今回の私のプロジェクトである『コンゴ民主共和国(以下、DRC)からのスペシャルティコーヒーの自社輸入と教育支援』についてご説明します。

なぜDRCなのかという理由と、取組み意義を3つあげたいと思います。

〇なぜ:人との繋がりがきっかけとなったDRCへの興味〇

プロジェクト対象国を決めるきっかけとなったのは、いろんな「人」との出会いです。例として、ルワンダやDRCで活躍する一人の若い女性起業家の方を挙げたいと思います。4年程前、アフリカの産地で活躍するアジア人女性を紹介する写真を見かけました。その女性の活動に興味を持ち調べると、お世話になっている輸入商社が日本のパートナーということで、早速お話をお伺いしました。

当時、彼女は若干20代半ばにして、ルワンダでコーヒー生豆の輸出会社を立ち上げ、その後隣国DRCでの生産指導や組合組織の指導、現地コーヒーステーションの修繕など生産者に寄り添う形で品質改善に取組んでいました。
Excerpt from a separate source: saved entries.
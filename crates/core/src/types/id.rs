//! Newtype IDs for type-safe entity references.
//!
//! Use the `define_id!` macro to create type-safe ID wrappers that prevent
//! accidentally mixing IDs from different entity types.

/// Macro to define a type-safe ID wrapper.
///
/// Creates a newtype wrapper around `i32` with:
/// - `Serialize`/`Deserialize` with `#[serde(transparent)]`
/// - `Debug`, `Clone`, `Copy`, `PartialEq`, `Eq`, `Hash`
/// - Conversion methods: `new()`, `as_i32()`
/// - `From<i32>` and `Into<i32>` implementations
/// - `sqlx` `Type`, `Encode`, and `Decode` implementations (with `postgres` feature)
///
/// # Example
///
/// ```rust
/// # use kifaru_core::define_id;
/// define_id!(CarId);
/// define_id!(ApiKeyId);
///
/// let car_id = CarId::new(1);
/// let key_id = ApiKeyId::new(1);
///
/// // These are different types, so this won't compile:
/// // let _: CarId = key_id;
/// ```
#[macro_export]
macro_rules! define_id {
    ($name:ident) => {
        #[derive(
            Debug,
            Clone,
            Copy,
            PartialEq,
            Eq,
            Hash,
            ::serde::Serialize,
            ::serde::Deserialize
        )]
        #[serde(transparent)]
        pub struct $name(i32);

        impl $name {
            /// Create a new ID from an i32 value.
            #[must_use]
            pub const fn new(id: i32) -> Self {
                Self(id)
            }

            /// Get the underlying i32 value.
            #[must_use]
            pub const fn as_i32(&self) -> i32 {
                self.0
            }
        }

        impl ::core::fmt::Display for $name {
            fn fmt(&self, f: &mut ::core::fmt::Formatter<'_>) -> ::core::fmt::Result {
                write!(f, "{}", self.0)
            }
        }

        impl From<i32> for $name {
            fn from(id: i32) -> Self {
                Self(id)
            }
        }

        impl From<$name> for i32 {
            fn from(id: $name) -> Self {
                id.0
            }
        }

        #[cfg(feature = "postgres")]
        impl ::sqlx::Type<::sqlx::Postgres> for $name {
            fn type_info() -> ::sqlx::postgres::PgTypeInfo {
                <i32 as ::sqlx::Type<::sqlx::Postgres>>::type_info()
            }

            fn compatible(ty: &::sqlx::postgres::PgTypeInfo) -> bool {
                <i32 as ::sqlx::Type<::sqlx::Postgres>>::compatible(ty)
            }
        }

        #[cfg(feature = "postgres")]
        impl<'r> ::sqlx::Decode<'r, ::sqlx::Postgres> for $name {
            fn decode(
                value: ::sqlx::postgres::PgValueRef<'r>,
            ) -> ::core::result::Result<Self, ::sqlx::error::BoxDynError> {
                let id = <i32 as ::sqlx::Decode<::sqlx::Postgres>>::decode(value)?;
                Ok(Self(id))
            }
        }

        #[cfg(feature = "postgres")]
        impl ::sqlx::Encode<'_, ::sqlx::Postgres> for $name {
            fn encode_by_ref(
                &self,
                buf: &mut ::sqlx::postgres::PgArgumentBuffer,
            ) -> ::std::result::Result<::sqlx::encode::IsNull, ::sqlx::error::BoxDynError> {
                <i32 as ::sqlx::Encode<::sqlx::Postgres>>::encode_by_ref(&self.0, buf)
            }
        }
    };
}

// Define standard entity IDs
define_id!(CarId);
define_id!(AdminUserId);
define_id!(ApiKeyId);
define_id!(SessionId);

#[cfg(test)]
mod tests {
    use super::*;

    #[test]
    fn test_id_roundtrip() {
        let id = CarId::new(42);
        assert_eq!(id.as_i32(), 42);
        assert_eq!(i32::from(id), 42);
        assert_eq!(CarId::from(42), id);
    }

    #[test]
    fn test_id_display() {
        assert_eq!(AdminUserId::new(7).to_string(), "7");
    }

    #[test]
    fn test_id_serde_transparent() {
        let id = ApiKeyId::new(3);
        let json = serde_json::to_string(&id).expect("serialize");
        assert_eq!(json, "3");
        let back: ApiKeyId = serde_json::from_str(&json).expect("deserialize");
        assert_eq!(back, id);
    }
}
その後ブルンジ、エチオピアなどにも活動範囲を広げ、いまではアフリカのコーヒーを世界中に届けています。

私が初めてDRCのコーヒを飲んだのは、まさにその彼女の活動について話を伺った際でした。とても風味豊かで余韻が長く、味わい深いものであったのを覚えています。まだあまりコーヒーの生産地として有名ではない国でこれほど美味しいコーヒーができるのだと驚き、DRCのコーヒー豆に強く興味を持つきっかけとなりました。そして、彼女の活動にとても刺激を受け、アフリカでのコーヒー産業が、現地の人々に与える影響を考え、私自身のプロジェクトも意識し始めました。

その後、彼女とは展示会やセミナーで会うことがあり、来日した際には私のお店を訪れてくれました。その際に『コーヒーはアンバサダー(大使)である。』と話してくれたことを覚えています。

コーヒー豆は、生産者の想いや産地の特性/背景など、色々なものを含んで消費国に送られます。そして私たち消費者は個性豊かなコーヒーを飲むことで、その生産地について知ることができるからだと言っていました。

≪取組み意義1:依然として残る多くの課題の発信≫

DRCにおける社会問題を簡潔に省略してお伝えするのは非常に難しいものです。

抗争の原因となる鉱物資源に関していえば、リチウムイオン電池に使用されるコバルトの産出量は世界一で、世界の供給量の実に6割を占めていますし、これから需要が増えるであろう電気自動車などにも使用される他の鉱物資源なども多く産出されます。またDRCには世界有数の熱帯雨林もあります。DRCでの自然破壊が進むと、地球環境へも影響がでるでしょう。

このように資源が豊富な国であるにも関わらず、多くの社会的課題を抱え、世界最貧国のうちの一つとなっている現状ですが、日本ではあまりニュースに挙がってくることはありません。地理的に遠いということも一つの理由なのかも知れません。資源問題、環境問題という観点だけでも世界とのつながりが大きいはずです。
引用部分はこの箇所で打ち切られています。